Another way to promote safety and security is the optimization of training for fighter pilots. The T-X is a fighter-like trainer aircraft, designed to provide a more realistic training experience to better prepare future fighter and bomber pilots for generations to come. The U.S. Air Force awarded Boeing a contract worth up to $9.2 billion for the T-X advanced pilot training system to replace the T-38 Talon. The Air Force plans to purchase 351 jets, 46 simulators and associated ground equipment. Boeing expects T-X to be a franchise program for its defense and services businesses for much of this century.  With T-X, Boeing sees an opportunity to provide companion, aggressor and light attack aircraft for military services around the world and looks forward to working with the U.S. Air Force to collaborate on future international sales opportunities.

Laser technology is another area of interest in the region. Why? To secure urban areas, critical infrastructure and defend against threats from Unmanned Aerial Systems (UAS). Boeing’s Compact Laser Weapon System (CLWS), offers a compact, modular, high-energy laser weapon system to acquire, track and destroy such threats.  

In addition to advanced capability, customers need to ensure optimal maintenance for the lifecycle of the platform. The Middle East is one of the largest growth markets for services in the world, there with the U.S., Europe and Asia Pacific and servicing this market is a priority. Global Services is working to expand capabilities here using resources, expertise and talent indigenous to the region. Boeing is serious about helping customers optimize performance of their fleets and reduce operational costs.

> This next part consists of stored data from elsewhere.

//! Severity vocabulary
//!
//! Two fixed lookup tables: engine status to a generic log level, and log
//! level to the color used by alert payloads.

use crate::types::NodeStatus;
use serde::{Deserialize, Serialize};
use std::str::FromStr;
use thiserror::Error;

/// Generic severity level, ordered from least to most severe
#[derive(Debug, Clone, Copy, PartialEq, Eq, PartialOrd, Ord, Hash, Serialize, Deserialize)]
#[serde(rename_all = "UPPERCASE")]
pub enum LogLevel {
    /// Sentinel for statuses without a mapping
    NotSet,
    Debug,
    Info,
    Notice,
    Warning,
    Error,
    Critical,
}

impl LogLevel {
    /// Map an engine status to a log level; unmapped statuses become `NotSet`
    pub fn from_status(status: &NodeStatus) -> Self {
        match status {
            NodeStatus::Success | NodeStatus::Pass => LogLevel::Info,
            NodeStatus::Warn | NodeStatus::Skipped => LogLevel::Warning,
            NodeStatus::Error | NodeStatus::Fail => LogLevel::Error,
            NodeStatus::RuntimeError => LogLevel::Critical,
            NodeStatus::Unknown(_) => LogLevel::NotSet,
        }
    }

    /// Numeric value on the conventional 0-15 logging scale
    pub fn value(&self) -> u8 {
        match self {
            LogLevel::NotSet => 0,
            LogLevel::Debug => 10,
            LogLevel::Info => 11,
            LogLevel::Notice => 12,
            LogLevel::Warning => 13,
            LogLevel::Error => 14,
            LogLevel::Critical => 15,
        }
    }

    pub fn from_value(value: u8) -> Option<Self> {
        match value {
            0 => Some(LogLevel::NotSet),
            10 => Some(LogLevel::Debug),
            11 => Some(LogLevel::Info),
            12 => Some(LogLevel::Notice),
            13 => Some(LogLevel::Warning),
            14 => Some(LogLevel::Error),
            15 => Some(LogLevel::Critical),
            _ => None,
        }
    }

    pub fn as_str(&self) -> &'static str {
        match self {
            LogLevel::NotSet => "NOTSET",
            LogLevel::Debug => "DEBUG",
            LogLevel::Info => "INFO",
            LogLevel::Notice => "NOTICE",
            LogLevel::Warning => "WARNING",
            LogLevel::Error => "ERROR",
            LogLevel::Critical => "CRITICAL",
        }
    }
}

impl std::fmt::Display for LogLevel {
    fn fmt(&self, f: &mut std::fmt::Formatter<'_>) -> std::fmt::Result {
        f.write_str(self.as_str())
    }
}

#[derive(Error, Debug, Clone, PartialEq, Eq)]
#[error("Unknown log level: {0}")]
pub struct ParseLevelError(pub String);

impl FromStr for LogLevel {
    type Err = ParseLevelError;

    fn from_str(s: &str) -> Result<Self, Self::Err> {
        match s.trim().to_uppercase().as_str() {
            "CRITICAL" | "FATAL" => Ok(LogLevel::Critical),
            "ERROR" => Ok(LogLevel::Error),
            "WARNING" | "WARN" => Ok(LogLevel::Warning),
            "NOTICE" => Ok(LogLevel::Notice),
            "INFO" => Ok(LogLevel::Info),
            "DEBUG" => Ok(LogLevel::Debug),
            "NOTSET" => Ok(LogLevel::NotSet),
            _ => Err(ParseLevelError(s.to_string())),
        }
    }
}

/// Presentation colors for alert payloads
#[derive(Debug, Clone, Copy, PartialEq, Eq, Hash)]
pub enum StatusColor {
    Critical,
    Error,
    Warning,
    Notice,
    Info,
    Debug,
    Success,
}

impl StatusColor {
    pub const FATAL: StatusColor = StatusColor::Critical;
    pub const WARN: StatusColor = StatusColor::Warning;

    pub fn hex(&self) -> &'static str {
        match self {
            StatusColor::Critical => "#0F0F0F",
            StatusColor::Error => "#E01E5A",
            StatusColor::Warning => "#FF7900",
            StatusColor::Notice => "#FFCC00",
            StatusColor::Info => "#1890ff",
            StatusColor::Debug => "#888888",
            StatusColor::Success => "#2EB67D",
        }
    }

    /// Color for a log level; `Debug` and the `NotSet` sentinel share one
    pub fn for_level(level: LogLevel) -> Self {
        match level {
            LogLevel::Critical => StatusColor::Critical,
            LogLevel::Error => StatusColor::Error,
            LogLevel::Warning => StatusColor::Warning,
            LogLevel::Notice => StatusColor::Notice,
            LogLevel::Info => StatusColor::Info,
            LogLevel::Debug | LogLevel::NotSet => StatusColor::Debug,
        }
    }

    /// Color for a raw numeric level; values off the scale fall back to `Info`
    pub fn for_level_value(value: u8) -> Self {
        LogLevel::from_value(value)
            .map(Self::for_level)
            .unwrap_or(StatusColor::Info)
    }
}

impl std::fmt::Display for StatusColor {
    fn fmt(&self, f: &mut std::fmt::Formatter<'_>) -> std::fmt::Result {
        f.write_str(self.hex())
    }
}

#[cfg(test)]
mod tests {
    use super::*;
    use rstest::rstest;

    #[rstest]
    #[case(NodeStatus::Success, LogLevel::Info)]
    #[case(NodeStatus::Error, LogLevel::Error)]
    #[case(NodeStatus::Fail, LogLevel::Error)]
    #[case(NodeStatus::Warn, LogLevel::Warning)]
    #[case(NodeStatus::Skipped, LogLevel::Warning)]
    #[case(NodeStatus::Pass, LogLevel::Info)]
    #[case(NodeStatus::RuntimeError, LogLevel::Critical)]
    #[case(NodeStatus::from("unknown_status"), LogLevel::NotSet)]
    fn test_status_to_level(#[case] status: NodeStatus, #[case] expected: LogLevel) {
        assert_eq!(LogLevel::from_status(&status), expected);
    }

    #[rstest]
    #[case(LogLevel::Critical, StatusColor::Critical)]
    #[case(LogLevel::Error, StatusColor::Error)]
    #[case(LogLevel::Warning, StatusColor::Warning)]
    #[case(LogLevel::Notice, StatusColor::Notice)]
    #[case(LogLevel::Info, StatusColor::Info)]
    #[case(LogLevel::Debug, StatusColor::Debug)]
    #[case(LogLevel::NotSet, StatusColor::Debug)]
    fn test_level_to_color(#[case] level: LogLevel, #[case] expected: StatusColor) {
        assert_eq!(StatusColor::for_level(level), expected);
    }

    #[test]
    fn test_off_scale_value_is_info() {
        assert_eq!(StatusColor::for_level_value(200), StatusColor::Info);
        assert_eq!(StatusColor::for_level_value(14), StatusColor::Error);
    }

    #[test]
    fn test_notset_is_below_every_named_level() {
        assert!(LogLevel::NotSet < LogLevel::Debug);
        assert!(LogLevel::Info < LogLevel::Notice);
        assert!(LogLevel::Error < LogLevel::Critical);
    }

    #[test]
    fn test_parse_aliases() {
        assert_eq!("fatal".parse::<LogLevel>(), Ok(LogLevel::Critical));
        assert_eq!("WARN".parse::<LogLevel>(), Ok(LogLevel::Warning));
        assert_eq!(" notice ".parse::<LogLevel>(), Ok(LogLevel::Notice));
        assert!("loud".parse::<LogLevel>().is_err());
    }

    #[test]
    fn test_color_aliases() {
        assert_eq!(StatusColor::FATAL.hex(), StatusColor::Critical.hex());
        assert_eq!(StatusColor::WARN.hex(), "#FF7900");
    }
}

Boeing will also be showcasing its capabilities to provide customers across the region with focused solutions to keep their defense products – be they helicopters, transport planes or military transports – ready to perform their missions.

Started in 2017, Boeing Global Services continues to provide customer-focused services, engineering upgrades and data analytics to determine fleet and platform performance – and a solution to make the platform perform better. For example, in the UAE, which operates a fleet of CH-47 Chinook and AH-64 Apache helicopters, finding innovative ways of servicing and maintaining those aircraft is top priority, with an approach of doing so while reducing costs.

Boeing are stewards of an inspiring 102-year legacy, dedicated to connecting, protecting, exploring and inspiring the world. A legacy that demands the company continue to listen to customers and offer the products and services they require to succeed in a shared goal to secure a better future for the next generation. So future scientists, and engineers throughout the region like Alia, the future is bright indeed.